DATASET CONTENT:
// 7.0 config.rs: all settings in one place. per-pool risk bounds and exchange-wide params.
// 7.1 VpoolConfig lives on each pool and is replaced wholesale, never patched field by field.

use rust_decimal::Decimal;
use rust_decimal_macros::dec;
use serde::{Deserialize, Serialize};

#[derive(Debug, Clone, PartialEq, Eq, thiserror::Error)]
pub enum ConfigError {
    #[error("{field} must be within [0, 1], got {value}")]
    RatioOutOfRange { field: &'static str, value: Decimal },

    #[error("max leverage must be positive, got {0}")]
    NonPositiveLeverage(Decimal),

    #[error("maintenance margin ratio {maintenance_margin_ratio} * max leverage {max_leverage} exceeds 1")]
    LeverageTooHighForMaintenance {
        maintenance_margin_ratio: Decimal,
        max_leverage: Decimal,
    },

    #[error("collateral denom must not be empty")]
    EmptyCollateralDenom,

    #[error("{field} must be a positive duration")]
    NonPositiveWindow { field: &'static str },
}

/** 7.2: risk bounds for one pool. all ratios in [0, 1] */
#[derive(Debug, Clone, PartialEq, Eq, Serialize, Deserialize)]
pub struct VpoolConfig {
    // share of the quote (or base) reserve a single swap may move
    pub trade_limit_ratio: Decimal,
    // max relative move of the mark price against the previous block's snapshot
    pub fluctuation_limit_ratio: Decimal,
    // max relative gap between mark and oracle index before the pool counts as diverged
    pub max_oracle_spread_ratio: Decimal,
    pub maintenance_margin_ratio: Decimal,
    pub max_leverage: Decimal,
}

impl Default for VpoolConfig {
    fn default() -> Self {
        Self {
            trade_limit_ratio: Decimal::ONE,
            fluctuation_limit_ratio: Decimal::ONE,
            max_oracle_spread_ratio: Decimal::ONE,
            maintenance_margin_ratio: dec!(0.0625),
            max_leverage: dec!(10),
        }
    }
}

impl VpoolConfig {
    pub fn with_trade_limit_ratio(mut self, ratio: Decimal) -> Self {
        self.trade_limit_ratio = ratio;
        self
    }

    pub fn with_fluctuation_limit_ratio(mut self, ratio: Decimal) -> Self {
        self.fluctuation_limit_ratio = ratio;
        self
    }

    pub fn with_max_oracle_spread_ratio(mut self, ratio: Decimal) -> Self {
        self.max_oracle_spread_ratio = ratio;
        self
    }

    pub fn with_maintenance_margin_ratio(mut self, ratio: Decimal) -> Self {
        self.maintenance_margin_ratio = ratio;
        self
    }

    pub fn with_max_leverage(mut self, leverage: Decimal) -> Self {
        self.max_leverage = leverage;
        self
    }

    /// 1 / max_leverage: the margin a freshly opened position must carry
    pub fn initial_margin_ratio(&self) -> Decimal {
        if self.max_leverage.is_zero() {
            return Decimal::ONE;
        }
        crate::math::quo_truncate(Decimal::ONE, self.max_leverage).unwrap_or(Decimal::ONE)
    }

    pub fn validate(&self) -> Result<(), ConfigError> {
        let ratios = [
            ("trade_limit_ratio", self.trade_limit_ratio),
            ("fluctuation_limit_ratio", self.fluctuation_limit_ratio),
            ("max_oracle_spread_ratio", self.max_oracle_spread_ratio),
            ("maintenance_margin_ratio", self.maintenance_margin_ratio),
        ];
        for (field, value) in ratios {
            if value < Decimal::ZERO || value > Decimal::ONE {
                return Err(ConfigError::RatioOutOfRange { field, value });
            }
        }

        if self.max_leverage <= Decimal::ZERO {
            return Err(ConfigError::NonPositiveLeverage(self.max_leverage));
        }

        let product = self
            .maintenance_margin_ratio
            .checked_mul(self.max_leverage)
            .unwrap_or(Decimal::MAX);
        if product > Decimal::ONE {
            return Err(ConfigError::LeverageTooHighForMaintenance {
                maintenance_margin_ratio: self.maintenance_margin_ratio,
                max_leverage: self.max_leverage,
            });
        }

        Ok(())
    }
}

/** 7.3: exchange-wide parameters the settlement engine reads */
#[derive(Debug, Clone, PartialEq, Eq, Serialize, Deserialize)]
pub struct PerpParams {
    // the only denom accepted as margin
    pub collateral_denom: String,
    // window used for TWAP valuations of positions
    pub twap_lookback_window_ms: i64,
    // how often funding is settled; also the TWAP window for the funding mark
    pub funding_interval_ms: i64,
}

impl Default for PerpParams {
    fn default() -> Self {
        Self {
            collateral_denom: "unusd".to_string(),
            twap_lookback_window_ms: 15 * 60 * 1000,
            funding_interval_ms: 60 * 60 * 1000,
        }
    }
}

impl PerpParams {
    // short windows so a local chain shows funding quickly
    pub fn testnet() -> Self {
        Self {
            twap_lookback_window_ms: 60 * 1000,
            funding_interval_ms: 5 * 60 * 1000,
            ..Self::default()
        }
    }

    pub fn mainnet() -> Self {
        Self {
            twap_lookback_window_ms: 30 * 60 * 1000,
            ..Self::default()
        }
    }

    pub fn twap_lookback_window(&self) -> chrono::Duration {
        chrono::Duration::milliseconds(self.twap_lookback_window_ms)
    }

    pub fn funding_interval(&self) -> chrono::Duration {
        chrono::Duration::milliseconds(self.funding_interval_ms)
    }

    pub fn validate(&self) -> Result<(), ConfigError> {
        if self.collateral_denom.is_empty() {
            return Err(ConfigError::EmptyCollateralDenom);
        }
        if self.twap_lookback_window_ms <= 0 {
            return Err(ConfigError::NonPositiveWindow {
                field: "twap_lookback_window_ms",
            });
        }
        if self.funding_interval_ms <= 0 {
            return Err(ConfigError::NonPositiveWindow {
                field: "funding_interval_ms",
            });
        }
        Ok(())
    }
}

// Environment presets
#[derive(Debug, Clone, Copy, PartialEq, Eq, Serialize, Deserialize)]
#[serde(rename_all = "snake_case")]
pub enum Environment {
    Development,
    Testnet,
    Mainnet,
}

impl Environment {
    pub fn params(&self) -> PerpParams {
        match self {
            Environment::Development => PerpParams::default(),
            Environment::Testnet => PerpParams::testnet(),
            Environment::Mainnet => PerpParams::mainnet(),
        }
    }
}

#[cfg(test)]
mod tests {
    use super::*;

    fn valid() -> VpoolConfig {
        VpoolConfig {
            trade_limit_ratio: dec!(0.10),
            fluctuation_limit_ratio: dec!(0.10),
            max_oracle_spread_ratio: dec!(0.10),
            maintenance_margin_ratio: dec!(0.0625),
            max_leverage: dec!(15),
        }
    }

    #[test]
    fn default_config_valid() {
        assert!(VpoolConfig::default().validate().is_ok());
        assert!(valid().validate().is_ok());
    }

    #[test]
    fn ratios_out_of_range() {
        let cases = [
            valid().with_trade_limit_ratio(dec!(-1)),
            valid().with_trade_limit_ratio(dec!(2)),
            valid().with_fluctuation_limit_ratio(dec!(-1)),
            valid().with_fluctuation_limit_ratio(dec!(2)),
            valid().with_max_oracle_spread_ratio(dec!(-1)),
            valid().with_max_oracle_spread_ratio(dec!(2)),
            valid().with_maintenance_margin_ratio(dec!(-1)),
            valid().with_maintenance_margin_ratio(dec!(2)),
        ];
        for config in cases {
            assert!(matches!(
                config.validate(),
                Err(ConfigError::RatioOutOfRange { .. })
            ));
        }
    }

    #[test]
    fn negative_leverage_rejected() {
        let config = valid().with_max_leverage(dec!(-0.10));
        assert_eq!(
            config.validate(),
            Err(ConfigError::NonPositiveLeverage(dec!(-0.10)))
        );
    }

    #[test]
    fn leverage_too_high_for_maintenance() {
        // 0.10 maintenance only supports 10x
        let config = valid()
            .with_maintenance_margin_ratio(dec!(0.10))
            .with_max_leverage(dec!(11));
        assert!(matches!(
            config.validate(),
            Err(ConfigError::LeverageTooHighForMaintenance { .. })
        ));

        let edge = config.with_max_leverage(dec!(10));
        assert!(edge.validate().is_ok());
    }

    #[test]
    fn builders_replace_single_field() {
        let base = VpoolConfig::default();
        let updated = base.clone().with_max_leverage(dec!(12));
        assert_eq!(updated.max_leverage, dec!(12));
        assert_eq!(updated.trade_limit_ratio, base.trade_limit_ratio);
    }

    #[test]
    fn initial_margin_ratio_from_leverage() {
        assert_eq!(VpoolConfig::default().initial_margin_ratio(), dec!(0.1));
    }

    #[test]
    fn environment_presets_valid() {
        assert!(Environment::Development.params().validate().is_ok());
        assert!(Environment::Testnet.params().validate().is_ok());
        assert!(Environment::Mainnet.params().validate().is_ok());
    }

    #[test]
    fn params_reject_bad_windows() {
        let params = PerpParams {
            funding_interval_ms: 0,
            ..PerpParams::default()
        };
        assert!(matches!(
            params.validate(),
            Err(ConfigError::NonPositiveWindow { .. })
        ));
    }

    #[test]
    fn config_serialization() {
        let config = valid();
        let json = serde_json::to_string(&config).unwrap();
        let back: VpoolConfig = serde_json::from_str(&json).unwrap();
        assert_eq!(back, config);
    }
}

YOUR ASSIGNMENT: Look over the material and return every line where the word "Deserialize" is found.

REPLY:
use serde::{Deserialize, Serialize};
#[derive(Debug, Clone, PartialEq, Eq, Serialize, Deserialize)]
#[derive(Debug, Clone, PartialEq, Eq, Serialize, Deserialize)]
#[derive(Debug, Clone, Copy, PartialEq, Eq, Serialize, Deserialize)]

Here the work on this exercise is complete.